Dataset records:
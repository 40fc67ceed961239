//! Canonical encodings for BN254 scalar field elements.
//!
//! The canonical byte encoding is 32 bytes big-endian, reduced modulo the
//! field order. JSON and other wire representations use decimal strings.

use ark_bn254::Fr;
use ark_ff::{BigInteger, PrimeField};

/// Encode a field element as its canonical 32-byte big-endian form.
pub fn fr_to_be_bytes(value: &Fr) -> [u8; 32] {
    let mut bytes = [0u8; 32];
    let repr = value.into_bigint().to_bytes_be();
    bytes[32 - repr.len()..].copy_from_slice(&repr);
    bytes
}

/// Decode a big-endian byte string into a field element, reducing mod q.
pub fn fr_from_be_bytes(bytes: &[u8]) -> Fr {
    Fr::from_be_bytes_mod_order(bytes)
}

/// Serde adapter serializing an `Fr` as a decimal string.
pub mod decimal {
    use std::str::FromStr;

    use ark_bn254::Fr;
    use serde::{de, Deserialize, Deserializer, Serializer};

    pub fn serialize<S>(value: &Fr, serializer: S) -> Result<S::Ok, S::Error>
    where
        S: Serializer,
    {
        serializer.serialize_str(&value.to_string())
    }

    pub fn deserialize<'de, D>(deserializer: D) -> Result<Fr, D::Error>
    where
        D: Deserializer<'de>,
    {
        let s = String::deserialize(deserializer)?;
        Fr::from_str(&s).map_err(|_| de::Error::custom("invalid decimal field element"))
    }
}

/// Serde adapter serializing a `Vec<Fr>` as decimal strings.
pub mod decimal_seq {
    use std::str::FromStr;

    use ark_bn254::Fr;
    use serde::{de, Deserialize, Deserializer, Serializer};

    pub fn serialize<S>(values: &[Fr], serializer: S) -> Result<S::Ok, S::Error>
    where
        S: Serializer,
    {
        serializer.collect_seq(values.iter().map(|v| v.to_string()))
    }

    pub fn deserialize<'de, D>(deserializer: D) -> Result<Vec<Fr>, D::Error>
    where
        D: Deserializer<'de>,
    {
        let strings: Vec<String> = Vec::deserialize(deserializer)?;
        strings
            .iter()
            .map(|s| {
                Fr::from_str(s).map_err(|_| de::Error::custom("invalid decimal field element"))
            })
            .collect()
    }
}
use ark_bn254::Fr;
use ark_relations::r1cs::SynthesisError;
use ark_serialize::SerializationError;
use thiserror::Error;

use crate::domain::signal::{Signal, SignalProof};
use crate::domain::tree::MerkleProof;

/// Errors that can occur during proof generation or verification.
#[derive(Debug, Error)]
pub enum ProverError {
    #[error("secret exceeds the subgroup order bound")]
    SecretOutOfRange,

    #[error("merkle proof has {0} levels, more than the circuit capacity")]
    ProofTooDeep(usize),

    #[error("malformed merkle proof: {0}")]
    MalformedProof(&'static str),

    #[error("constraint synthesis failed: {0}")]
    Synthesis(#[from] SynthesisError),

    #[error("proof serialization failed: {0}")]
    Serialization(#[from] SerializationError),
}

/// Trait for generating and verifying Semaphore signal proofs.
///
/// Implementations wrap a concrete zk-SNARK backend; the group manager
/// only sees signals and opaque proof blobs.
pub trait Prover: Send + Sync {
    /// Prove that the holder of `secret` is the member behind
    /// `merkle_proof`, binding the signal's message and scope. The
    /// signal's merkle root and nullifier are the claimed public values;
    /// a mismatch with the witness surfaces as a synthesis failure.
    fn prove(
        &self,
        secret: Fr,
        merkle_proof: &MerkleProof,
        signal: &Signal,
    ) -> Result<SignalProof, ProverError>;

    /// Cryptographically verify a signal proof against its public inputs.
    fn verify(&self, proof: &SignalProof) -> Result<bool, ProverError>;
}
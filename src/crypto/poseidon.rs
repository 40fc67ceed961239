//! Poseidon over the BN254 scalar field, Circom-compatible configuration.
//!
//! Secondary hash binding for off-chain tooling only: there is no
//! in-circuit counterpart here, so a group that must generate proofs
//! always binds MiMC.

use ark_bn254::Fr;
use light_poseidon::{Poseidon, PoseidonHasher};

use crate::domain::tree::LeanIMTHasher;

/// Poseidon hash of up to 12 field elements.
pub fn poseidon_hash(inputs: &[Fr]) -> Fr {
    Poseidon::<Fr>::new_circom(inputs.len())
        .expect("Failed to create Poseidon hasher")
        .hash(inputs)
        .expect("Failed to compute Poseidon hash")
}

/// Poseidon hasher for the lean incremental Merkle tree.
#[derive(Debug, Default, Clone)]
pub struct PoseidonHash;

impl LeanIMTHasher for PoseidonHash {
    fn hash(inputs: &[Fr]) -> Fr {
        poseidon_hash(inputs)
    }
}

#[cfg(test)]
mod tests {
    use super::*;

    #[test]
    fn hash_is_deterministic() {
        let a = Fr::from(1u64);
        let b = Fr::from(2u64);
        assert_eq!(poseidon_hash(&[a, b]), poseidon_hash(&[a, b]));
    }

    #[test]
    fn hash_order_matters() {
        let a = Fr::from(1u64);
        let b = Fr::from(2u64);
        assert_ne!(poseidon_hash(&[a, b]), poseidon_hash(&[b, a]));
    }
}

Work instruction: Lines holding "only" in the data above: copy each of them.

Result for this task:
/// only sees signals and opaque proof blobs.
//! Secondary hash binding for off-chain tooling only: there is no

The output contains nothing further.